Large scale farming can cause large amounts of soil erosion. 25 to 40 percent of eroded soil ends up in water sources. Soil that carries pesticides and fertilizers pollutes the bodies of water it enters. In the United States and Europe especially, large-scale agriculture has grown and small-scale-agriculture has shrunk due to financial arrangements such as contract farming. Bigger farms tend to favour monocultures, overuse water resources, and accelerate deforestation and soil quality decline. A study from 2020 by the International Land Coalition, together with Oxfam and World Inequality Lab, found that 1% of land owners manage 70% of the world's farmland. The highest discrepancy can be found in Latin America, where the poorest 50% own just 1% of the land. Small landowners, as individuals or families, tend to be more cautious in land use compared to large landowners. As of 2020, however, the proportion of small landowners has been decreasing since the 1980s. Currently, the largest share of smallholdings can be found in Asia and Africa.

Global estimates 
 
Between 2010 and 2019, agriculture, forestry and land use contributed between 13% and 21% to global greenhouse gas emissions. Nitrous oxide and methane make up over half of total greenhouse gas emissions from agriculture.

In 2020, it was estimated that the food system as a whole contributed 37% of total greenhouse gas emissions, and that this figure was on course to increase by 30–40% by 2050 due to population growth and dietary change.

Older estimates 
In 2010, agriculture, forestry and land-use change were estimated to contribute 20–25% of global annual emissions.

Mitigation

In developed countries 
Agriculture is often not included in government emissions reductions plans. For example, the agricultural sector is exempt from the EU emissions trading scheme which covers around 40% of the EU greenhouse gas emissions.

Several mitigation measures for use in developed countries have been proposed:

 breeding more resilient crop varieties, and diversification of crop species
 using improved agroforestry species
 capture and retention of rainfall, and use of improved irrigation practices
 Increasing forest cover and Agroforestry
 use of emerging water harvesting techniques (such as contour trenching)

In developing countries 
The Intergovernmental Panel on Climate Change (IPCC) has reported that agriculture is responsible for over a quarter of total global greenhouse gas emissions. Given that agriculture's share in global gross domestic product (GDP) is about 4%, these figures suggest that agricultural activities produce high levels of greenhouse gases. Innovative agricultural practices and technologies can play a role in climate change mitigation and adaptation. This adaptation and mitigation potential is nowhere more pronounced than in developing countries where agricultural productivity remains low; poverty, vulnerability and food insecurity remain high; and the direct effects of climate change are expected to be especially harsh. Creating the necessary agricultural technologies and harnessing them to enable developing countries to adapt their agricultural systems to changing climate will require innovations in policy and institutions as well.  In this context, institutions and policies can play an important role at multiple scales.

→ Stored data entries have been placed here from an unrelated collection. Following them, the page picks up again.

//! Resolution of the thread-count hint forwarded to external tools.

/// Largest thread count accepted on the command line.
pub const MAX_THREADS: u32 = 1024;

/// Thread configuration requested by the user.
#[derive(Debug, Clone, Copy, PartialEq, Eq, Default)]
pub enum Threading {
    /// Use one thread per logical CPU.
    #[default]
    Auto,
    /// Use an explicit number of threads.
    ///
    /// Zero is treated as [`Threading::Auto`]; values above [`MAX_THREADS`]
    /// are capped.
    Exact(u32),
}

impl Threading {
    /// Converts the configuration into a concrete thread count.
    ///
    /// # Returns
    ///
    /// A value in `1..=MAX_THREADS`.
    pub fn resolve(self) -> u32 {
        match self {
            Threading::Auto | Threading::Exact(0) => detected_threads(),
            Threading::Exact(requested) => requested.min(MAX_THREADS),
        }
    }
}

impl From<Option<u32>> for Threading {
    fn from(value: Option<u32>) -> Self {
        value.map_or(Threading::Auto, Threading::Exact)
    }
}

/// Number of logical CPUs, clamped to `1..=MAX_THREADS`.
fn detected_threads() -> u32 {
    u32::try_from(num_cpus::get())
        .unwrap_or(MAX_THREADS)
        .clamp(1, MAX_THREADS)
}
//! Performance statistics for a single archiving run.

use std::fs;
use std::path::Path;
use std::time::Duration;

use tracing::debug;
use walkdir::WalkDir;

/// Sizes and timing collected around one tool invocation.
#[derive(Debug, Clone, Copy, Default, PartialEq)]
pub struct OperationStats {
    /// Total size of the inputs in bytes
    pub original_size: u64,
    /// Size of the produced archive in bytes
    pub compressed_size: u64,
    /// Wall-clock duration of the tool run
    pub elapsed: Duration,
    /// Thread count passed to the tool
    pub threads: u32,
}

impl OperationStats {
    /// Space saved as a percentage of the original size.
    ///
    /// # Returns
    ///
    /// `(1 - compressed / original) * 100`, or `0.0` when nothing was measured.
    /// Negative values mean the archive is larger than its inputs.
    #[allow(clippy::cast_precision_loss)]
    pub fn ratio(&self) -> f64 {
        if self.original_size == 0 {
            0.0
        } else {
            (1.0 - self.compressed_size as f64 / self.original_size as f64) * 100.0
        }
    }

    /// Bytes saved by compressing; zero when the archive grew.
    pub fn saved_bytes(&self) -> u64 {
        self.original_size.saturating_sub(self.compressed_size)
    }

    /// Whether both sizes are known, so a ratio is worth reporting.
    pub fn has_sizes(&self) -> bool {
        self.original_size > 0 && self.compressed_size > 0
    }
}

/// Size of `path` in bytes.
///
/// Regular files report their length; directories report the sum of every
/// regular file below them. Entries that cannot be read count as zero.
pub fn path_size(path: &Path) -> u64 {
    let Ok(metadata) = fs::metadata(path) else {
        return 0;
    };

    if metadata.is_file() {
        return metadata.len();
    }

    WalkDir::new(path)
        .into_iter()
        .filter_map(|entry| match entry {
            Ok(entry) => Some(entry),
            Err(err) => {
                debug!(error = %err, "skipping unreadable entry while sizing");
                None
            }
        })
        .filter(|entry| entry.file_type().is_file())
        .filter_map(|entry| entry.metadata().ok())
        .map(|metadata| metadata.len())
        .sum()
}

/// Combined size of every path in `sources`.
pub fn sources_size<P: AsRef<Path>>(sources: &[P]) -> u64 {
    sources.iter().map(|source| path_size(source.as_ref())).sum()
}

Travis Lybbert and Daniel Sumner suggest six policy principles:
 The best policy and institutional responses will enhance information flows, incentives and flexibility.
 Policies and institutions that promote economic development and reduce poverty will often improve agricultural adaptation and may also pave the way for more effective climate change mitigation through agriculture.
 'Business as usual' among the world's poor is not adequate.
 Existing technology options must be made more available and accessible without overlooking complementary capacity and investments.
 Adaptation and mitigation in agriculture will require local responses, but effective policy responses must also reflect global impacts and inter-linkages.
 Trade will play a critical role in both mitigation and adaptation, but will itself be shaped importantly by climate change.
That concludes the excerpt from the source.